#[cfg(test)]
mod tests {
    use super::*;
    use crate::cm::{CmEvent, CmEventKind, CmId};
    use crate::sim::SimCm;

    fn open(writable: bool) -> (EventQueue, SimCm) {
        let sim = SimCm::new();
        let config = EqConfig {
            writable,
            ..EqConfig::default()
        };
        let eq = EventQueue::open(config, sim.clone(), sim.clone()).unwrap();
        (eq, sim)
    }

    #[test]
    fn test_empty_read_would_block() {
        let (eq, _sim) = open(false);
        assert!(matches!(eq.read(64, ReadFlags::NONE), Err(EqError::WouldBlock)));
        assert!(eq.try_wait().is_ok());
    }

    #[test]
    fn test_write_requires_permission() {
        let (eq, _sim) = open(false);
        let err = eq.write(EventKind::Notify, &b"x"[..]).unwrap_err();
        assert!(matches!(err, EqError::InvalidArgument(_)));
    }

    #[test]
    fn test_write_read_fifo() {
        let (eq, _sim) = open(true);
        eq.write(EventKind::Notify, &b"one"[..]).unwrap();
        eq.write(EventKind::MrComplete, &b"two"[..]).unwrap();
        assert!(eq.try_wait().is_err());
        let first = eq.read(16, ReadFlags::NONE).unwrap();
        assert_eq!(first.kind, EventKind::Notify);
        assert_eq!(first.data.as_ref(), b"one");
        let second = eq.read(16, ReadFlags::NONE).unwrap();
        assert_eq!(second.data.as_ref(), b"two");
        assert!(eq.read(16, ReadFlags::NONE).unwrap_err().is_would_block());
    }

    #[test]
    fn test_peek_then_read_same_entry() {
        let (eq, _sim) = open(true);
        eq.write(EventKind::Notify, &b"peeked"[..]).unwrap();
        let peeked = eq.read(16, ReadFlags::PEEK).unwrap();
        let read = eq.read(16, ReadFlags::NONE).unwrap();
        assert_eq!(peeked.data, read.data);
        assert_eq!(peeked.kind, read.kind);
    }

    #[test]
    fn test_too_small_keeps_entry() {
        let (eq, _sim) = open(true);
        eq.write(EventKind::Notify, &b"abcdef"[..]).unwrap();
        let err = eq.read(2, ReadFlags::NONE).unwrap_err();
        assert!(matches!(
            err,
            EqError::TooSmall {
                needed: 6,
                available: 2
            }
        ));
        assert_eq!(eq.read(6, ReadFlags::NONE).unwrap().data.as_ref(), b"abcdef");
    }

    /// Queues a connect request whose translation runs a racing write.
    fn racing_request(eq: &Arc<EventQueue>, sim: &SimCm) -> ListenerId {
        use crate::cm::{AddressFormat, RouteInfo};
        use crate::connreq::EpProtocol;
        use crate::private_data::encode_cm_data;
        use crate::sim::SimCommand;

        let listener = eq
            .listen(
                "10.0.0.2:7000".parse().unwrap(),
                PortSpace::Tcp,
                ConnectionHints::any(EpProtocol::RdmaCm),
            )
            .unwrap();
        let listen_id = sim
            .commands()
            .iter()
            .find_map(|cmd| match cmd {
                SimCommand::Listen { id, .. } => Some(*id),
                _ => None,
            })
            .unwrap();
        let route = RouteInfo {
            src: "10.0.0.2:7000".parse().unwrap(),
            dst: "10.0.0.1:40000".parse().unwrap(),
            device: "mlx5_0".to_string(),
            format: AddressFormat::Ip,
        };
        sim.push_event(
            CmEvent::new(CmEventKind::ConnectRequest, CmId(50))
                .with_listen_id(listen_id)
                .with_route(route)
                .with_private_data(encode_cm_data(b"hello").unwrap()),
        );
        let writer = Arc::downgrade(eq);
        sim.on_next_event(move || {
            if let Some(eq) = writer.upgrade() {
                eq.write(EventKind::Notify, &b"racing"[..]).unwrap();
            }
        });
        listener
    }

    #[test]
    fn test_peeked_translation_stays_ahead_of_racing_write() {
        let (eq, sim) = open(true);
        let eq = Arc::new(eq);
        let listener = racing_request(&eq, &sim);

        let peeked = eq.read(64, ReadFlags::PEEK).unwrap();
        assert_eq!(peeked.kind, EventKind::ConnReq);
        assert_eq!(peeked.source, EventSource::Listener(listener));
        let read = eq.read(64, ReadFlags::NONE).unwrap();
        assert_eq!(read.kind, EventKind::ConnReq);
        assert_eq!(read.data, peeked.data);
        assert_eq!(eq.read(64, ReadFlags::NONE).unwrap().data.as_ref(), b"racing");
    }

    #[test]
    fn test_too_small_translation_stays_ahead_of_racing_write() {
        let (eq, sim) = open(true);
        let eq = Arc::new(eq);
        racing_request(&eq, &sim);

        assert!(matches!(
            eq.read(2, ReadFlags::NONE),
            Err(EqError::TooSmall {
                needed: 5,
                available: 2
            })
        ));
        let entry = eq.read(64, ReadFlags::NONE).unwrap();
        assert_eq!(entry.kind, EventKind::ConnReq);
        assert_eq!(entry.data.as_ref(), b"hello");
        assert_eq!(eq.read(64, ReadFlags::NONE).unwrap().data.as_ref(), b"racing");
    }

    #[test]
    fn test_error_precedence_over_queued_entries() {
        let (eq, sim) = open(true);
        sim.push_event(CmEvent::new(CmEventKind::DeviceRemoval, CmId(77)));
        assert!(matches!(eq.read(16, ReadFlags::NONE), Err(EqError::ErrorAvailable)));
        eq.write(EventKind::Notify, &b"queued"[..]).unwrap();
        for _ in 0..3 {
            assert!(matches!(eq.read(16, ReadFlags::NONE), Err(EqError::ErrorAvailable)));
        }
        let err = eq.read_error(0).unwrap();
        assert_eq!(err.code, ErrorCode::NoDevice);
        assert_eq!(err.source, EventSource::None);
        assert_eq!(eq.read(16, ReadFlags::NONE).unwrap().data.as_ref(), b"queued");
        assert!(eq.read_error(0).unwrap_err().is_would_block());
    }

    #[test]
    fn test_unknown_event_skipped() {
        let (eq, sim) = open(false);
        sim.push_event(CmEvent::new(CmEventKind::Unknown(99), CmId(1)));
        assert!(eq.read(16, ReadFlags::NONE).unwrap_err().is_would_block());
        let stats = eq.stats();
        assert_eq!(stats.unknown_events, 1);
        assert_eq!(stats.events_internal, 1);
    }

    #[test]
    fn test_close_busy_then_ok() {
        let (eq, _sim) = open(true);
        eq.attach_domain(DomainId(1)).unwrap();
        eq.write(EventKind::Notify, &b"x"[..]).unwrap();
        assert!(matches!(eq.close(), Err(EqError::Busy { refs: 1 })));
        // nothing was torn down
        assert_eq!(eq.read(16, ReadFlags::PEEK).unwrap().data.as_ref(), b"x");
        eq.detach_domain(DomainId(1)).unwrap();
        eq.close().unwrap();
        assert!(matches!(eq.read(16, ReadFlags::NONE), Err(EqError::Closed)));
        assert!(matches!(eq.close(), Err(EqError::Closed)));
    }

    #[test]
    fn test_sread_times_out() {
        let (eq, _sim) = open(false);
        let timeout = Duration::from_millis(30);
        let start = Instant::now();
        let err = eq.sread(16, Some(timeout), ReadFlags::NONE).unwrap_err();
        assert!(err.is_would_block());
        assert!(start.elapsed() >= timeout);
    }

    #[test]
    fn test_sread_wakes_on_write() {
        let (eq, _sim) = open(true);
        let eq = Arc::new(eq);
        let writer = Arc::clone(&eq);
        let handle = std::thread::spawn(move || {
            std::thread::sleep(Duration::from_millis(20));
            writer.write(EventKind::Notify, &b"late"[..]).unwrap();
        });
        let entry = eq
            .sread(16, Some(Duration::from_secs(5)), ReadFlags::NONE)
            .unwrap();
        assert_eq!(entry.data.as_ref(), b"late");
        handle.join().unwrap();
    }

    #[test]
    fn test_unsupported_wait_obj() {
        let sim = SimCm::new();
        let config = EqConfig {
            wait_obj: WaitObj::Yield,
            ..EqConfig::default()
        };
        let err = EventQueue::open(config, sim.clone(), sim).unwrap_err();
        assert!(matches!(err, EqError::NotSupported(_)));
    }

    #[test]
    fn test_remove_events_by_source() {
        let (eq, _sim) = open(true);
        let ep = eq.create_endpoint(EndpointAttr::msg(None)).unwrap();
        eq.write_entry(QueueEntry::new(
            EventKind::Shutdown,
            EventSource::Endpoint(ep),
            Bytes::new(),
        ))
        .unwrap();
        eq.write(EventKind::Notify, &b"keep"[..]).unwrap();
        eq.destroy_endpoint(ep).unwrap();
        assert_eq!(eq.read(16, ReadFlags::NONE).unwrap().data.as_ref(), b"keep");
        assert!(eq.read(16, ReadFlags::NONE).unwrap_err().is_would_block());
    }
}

Exercise prompt:
What lines in the entries contain "EqError"? Report each one by copying it.

Result below:
        assert!(matches!(eq.read(64, ReadFlags::NONE), Err(EqError::WouldBlock)));
        assert!(matches!(err, EqError::InvalidArgument(_)));
            EqError::TooSmall {
            Err(EqError::TooSmall {
        assert!(matches!(eq.read(16, ReadFlags::NONE), Err(EqError::ErrorAvailable)));
            assert!(matches!(eq.read(16, ReadFlags::NONE), Err(EqError::ErrorAvailable)));
        assert!(matches!(eq.close(), Err(EqError::Busy { refs: 1 })));
        assert!(matches!(eq.read(16, ReadFlags::NONE), Err(EqError::Closed)));
        assert!(matches!(eq.close(), Err(EqError::Closed)));
        assert!(matches!(err, EqError::NotSupported(_)));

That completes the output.